To attain this, God plans to use Israel as a channel to reach the nations, so first of all
He chooses or elects them:
"The Lord did not set His love upon you, nor choose (elect) you, because ye were
more in number than any people; for ye were the fewest of all people" (Deut. 7: 7,
"The Lord has declared this day that you are His people, His treasured possession as
He promised ... He has declared that He will set you in praise, fame, and honour high
above all the nations He has made and that you will be a people holy to the Lord your
God as He promised" (Deut. 26: 18, 19, N.I.V.).
"If you fully obey the Lord your God and carefully follow all His commands that I
give you today, the Lord your God will set you high above all the nations on earth"

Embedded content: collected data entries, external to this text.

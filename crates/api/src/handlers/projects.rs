//! Handlers for the `/projects` resource.
//!
//! Every handler resolves the project's ownership facts (client, assigned
//! developer, the caller's collaborator grant) and routes the decision
//! through the authorization policy before touching anything else.

use atelier_core::error::CoreError;
use atelier_core::policy::{self, CollaboratorRole, ProjectAccess};
use atelier_core::project_type::validate_project_type;
use atelier_core::status::ProjectStatus;
use atelier_core::types::DbId;
use atelier_db::models::project::{CreateProject, Project, UpdateProject};
use atelier_db::models::status_update::{RecordStatusUpdate, StatusUpdate};
use atelier_db::repositories::{CollaboratorRepo, ProjectRepo, StatusUpdateRepo};
use axum::extract::{Path, State};
use axum::http::StatusCode;
use axum::Json;
use validator::Validate;

use crate::error::{AppError, AppResult};
use crate::middleware::auth::AuthUser;
use crate::middleware::rbac::{RequireAdmin, RequireDeveloper};
use crate::state::AppState;

/// POST /api/v1/projects
///
/// Direct admin creation, bypassing the request pipeline. The project
/// starts in `approved`, ready for claiming.
pub async fn create(
    State(state): State<AppState>,
    RequireAdmin(admin): RequireAdmin,
    Json(input): Json<CreateProject>,
) -> AppResult<(StatusCode, Json<Project>)> {
    if input.title.trim().is_empty() {
        return Err(CoreError::Validation("title is required".into()).into());
    }
    if input.description.trim().is_empty() {
        return Err(CoreError::Validation("description is required".into()).into());
    }
    validate_project_type(&input.project_type).map_err(CoreError::Validation)?;
    input
        .requirements
        .validate()
        .map_err(|e| CoreError::Validation(e.to_string()))?;

    let project = ProjectRepo::create(&state.pool, &input).await?;
    tracing::info!(project_id = project.id, client_id = project.client_id, created_by = admin.user_id, "project created directly");
    Ok((StatusCode::CREATED, Json(project)))
}

/// GET /api/v1/projects/{id}
pub async fn get_by_id(
    State(state): State<AppState>,
    user: AuthUser,
    Path(id): Path<DbId>,
) -> AppResult<Json<Project>> {
    let (project, access) = fetch_with_access(&state, &user, id).await?;
    if !policy::can_read_project(&user.principal(), &access) {
        return Err(CoreError::Forbidden("Insufficient permissions".into()).into());
    }
    Ok(Json(visible(project, &user, &access)))
}

/// GET /api/v1/projects -- the caller's owned-or-collaborated projects.
pub async fn list(
    State(state): State<AppState>,
    user: AuthUser,
) -> AppResult<Json<Vec<atelier_db::models::dashboard::DashboardProject>>> {
    let mut entries =
        atelier_db::repositories::DashboardRepo::owned_or_collaborated(&state.pool, user.user_id)
            .await?;
    if !user.role.is_admin() {
        for entry in &mut entries {
            if entry.project.developer_id != Some(user.user_id) {
                entry.project.internal_notes = None;
            }
        }
    }
    Ok(Json(entries))
}

/// GET /api/v1/projects/available -- the developer pool.
pub async fn list_available(
    State(state): State<AppState>,
    RequireDeveloper(dev): RequireDeveloper,
) -> AppResult<Json<Vec<Project>>> {
    let mut projects = ProjectRepo::list_available(&state.pool).await?;
    if !dev.role.is_admin() {
        for project in &mut projects {
            project.internal_notes = None;
        }
    }
    Ok(Json(projects))
}

/// GET /api/v1/projects/assigned -- the caller's assigned projects.
pub async fn list_assigned(
    State(state): State<AppState>,
    RequireDeveloper(dev): RequireDeveloper,
) -> AppResult<Json<Vec<Project>>> {
    let projects = ProjectRepo::list_by_developer(&state.pool, dev.user_id).await?;
    Ok(Json(projects))
}

/// PUT /api/v1/projects/{id}
///
/// Admins may set any field; the assigned developer is limited to the
/// delivery URL fields.
pub async fn update(
    State(state): State<AppState>,
    user: AuthUser,
    Path(id): Path<DbId>,
    Json(input): Json<UpdateProject>,
) -> AppResult<Json<Project>> {
    let (_, access) = fetch_with_access(&state, &user, id).await?;
    if !policy::can_mutate_project(&user.principal(), &access) {
        return Err(CoreError::Forbidden("Insufficient permissions".into()).into());
    }
    if !user.role.is_admin() && !input.is_developer_scoped() {
        return Err(CoreError::Forbidden(
            "developers may update delivery URLs only".into(),
        )
        .into());
    }

    let project = ProjectRepo::update(&state.pool, id, &input)
        .await?
        .ok_or(AppError::Core(CoreError::NotFound {
            entity: "Project",
            id,
        }))?;
    Ok(Json(visible(project, &user, &access)))
}

/// POST /api/v1/projects/{id}/assign
///
/// The claim: one conditional UPDATE decides the winner. A lost race (or
/// an ineligible project) is a 409, not a retry.
pub async fn assign(
    State(state): State<AppState>,
    RequireDeveloper(dev): RequireDeveloper,
    Path(id): Path<DbId>,
) -> AppResult<Json<Project>> {
    match ProjectRepo::assign(&state.pool, id, dev.user_id).await? {
        Some(project) => {
            tracing::info!(project_id = id, developer_id = dev.user_id, "project claimed");
            Ok(Json(project))
        }
        None => {
            // Distinguish a missing project from a lost claim.
            match ProjectRepo::find_by_id(&state.pool, id).await? {
                None => Err(CoreError::NotFound {
                    entity: "Project",
                    id,
                }
                .into()),
                Some(_) => Err(CoreError::Conflict(
                    "project already assigned or not assignable".into(),
                )
                .into()),
            }
        }
    }
}

/// POST /api/v1/projects/{id}/status-updates
pub async fn record_status_update(
    State(state): State<AppState>,
    user: AuthUser,
    Path(id): Path<DbId>,
    Json(input): Json<RecordStatusUpdate>,
) -> AppResult<(StatusCode, Json<StatusUpdate>)> {
    let (project, access) = fetch_with_access(&state, &user, id).await?;
    if !policy::can_record_status_update(&user.principal(), &access) {
        return Err(CoreError::Forbidden("Insufficient permissions".into()).into());
    }

    let new = ProjectStatus::parse(&input.new_status).ok_or_else(|| {
        AppError::Core(CoreError::Validation(format!(
            "unknown project status '{}'",
            input.new_status
        )))
    })?;
    if !(0..=100).contains(&input.progress_percent) {
        return Err(CoreError::Validation("progress_percent must be 0-100".into()).into());
    }
    let old = project_status(&project)?;
    if !old.can_transition(new) {
        return Err(CoreError::InvalidTransition {
            entity: "Project",
            from: old.as_str(),
            to: new.as_str(),
        }
        .into());
    }

    let (_, entry) = ProjectRepo::record_status_update(
        &state.pool,
        id,
        old,
        new,
        input.progress_percent,
        &input.message,
        input.client_visible.unwrap_or(true),
        user.user_id,
    )
    .await?
    .ok_or_else(|| {
        AppError::Core(CoreError::Conflict(
            "project status changed concurrently".into(),
        ))
    })?;
    tracing::info!(project_id = id, from = %old, to = %new, author_id = user.user_id, "status update recorded");
    Ok((StatusCode::CREATED, Json(entry)))
}

/// GET /api/v1/projects/{id}/status-updates
///
/// Clients and collaborators see only client-visible entries; admins and
/// the assigned developer see everything.
pub async fn list_status_updates(
    State(state): State<AppState>,
    user: AuthUser,
    Path(id): Path<DbId>,
) -> AppResult<Json<Vec<StatusUpdate>>> {
    let (_, access) = fetch_with_access(&state, &user, id).await?;
    if !policy::can_read_project(&user.principal(), &access) {
        return Err(CoreError::Forbidden("Insufficient permissions".into()).into());
    }

    let updates = if policy::can_view_internal_notes(&user.principal(), &access) {
        StatusUpdateRepo::list_for_project(&state.pool, id).await?
    } else {
        StatusUpdateRepo::list_client_visible(&state.pool, id).await?
    };
    Ok(Json(updates))
}

/// Fetch a project plus the caller's ownership facts.
pub(crate) async fn fetch_with_access(
    state: &AppState,
    user: &AuthUser,
    id: DbId,
) -> Result<(Project, ProjectAccess), AppError> {
    let project = ProjectRepo::find_by_id(&state.pool, id)
        .await?
        .ok_or(AppError::Core(CoreError::NotFound {
            entity: "Project",
            id,
        }))?;
    let collaborator = CollaboratorRepo::find(&state.pool, id, user.user_id).await?;
    let collaborator_role = collaborator.and_then(|c| CollaboratorRole::from_id(c.role_id));
    let status = project_status(&project)?;
    let access = ProjectAccess {
        client_id: project.client_id,
        developer_id: project.developer_id,
        status,
        collaborator_role,
    };
    Ok((project, access))
}

fn project_status(project: &Project) -> Result<ProjectStatus, AppError> {
    ProjectStatus::from_id(project.status_id).ok_or_else(|| {
        AppError::InternalError(format!(
            "project {} has unknown status id {}",
            project.id, project.status_id
        ))
    })
}

/// Strip internal notes for callers without internal visibility.
fn visible(project: Project, user: &AuthUser, access: &ProjectAccess) -> Project {
    if policy::can_view_internal_notes(&user.principal(), access) {
        project
    } else {
        project.redacted()
    }
}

(Deut. 28: 1, N.I.V. and see verse 13).
"He (God) has revealed His word to Jacob, His laws and decrees to Israel. He has
done this for no other nation; they do not know His laws" (Psa. 147: 19, 20, N.I.V.).
See also Deut. 4: 37; 14: 2; Psa. 135: 4; Isa. 41: 8; 45: 4; 65: 9, 22.
God's plan in all this was expressed by Paul when he warned the opposing Jews at
Pisidian Antioch that he would turn from them to the Gentiles because of their
opposition. Yet concerning their Messiah and them he quoted:
"I have made you a light for the Gentiles that you may bring salvation to the ends of
the earth" (Acts 13: 47, N.I.V.).
But it may be objected that these promises to Israel were conditional. So they were,
and if this summed up God's dealings with Israel, there would be no future for them. But
through Jeremiah, God revealed His purposes of grace to this undeserving people, by
making a New Covenant with them. This was to take the place of the Old Covenant of
Law given through Moses (Jer. 31: 31-37). This is a long passage and the reader
should carefully ponder over these verses. God says He will make a New Covenant with
the house of Israel and Judah. It would not be conditional like the Old Covenant of Law,
because God would impress His law (His truth) on their minds and they would get to
know Him from the least to the greatest.  He would forgive their wickedness and
remember their sins no more. He makes the challenge and says that if the creation of day
and night, earth and heaven, could be made to vanish; then the descendants of Israel
would cease for ever to be a nation before Him. Or if the foundations of the earth could
be searched out and the heavens above be measured, then, says God, "I will reject all the
descendants of Israel because of all they have done".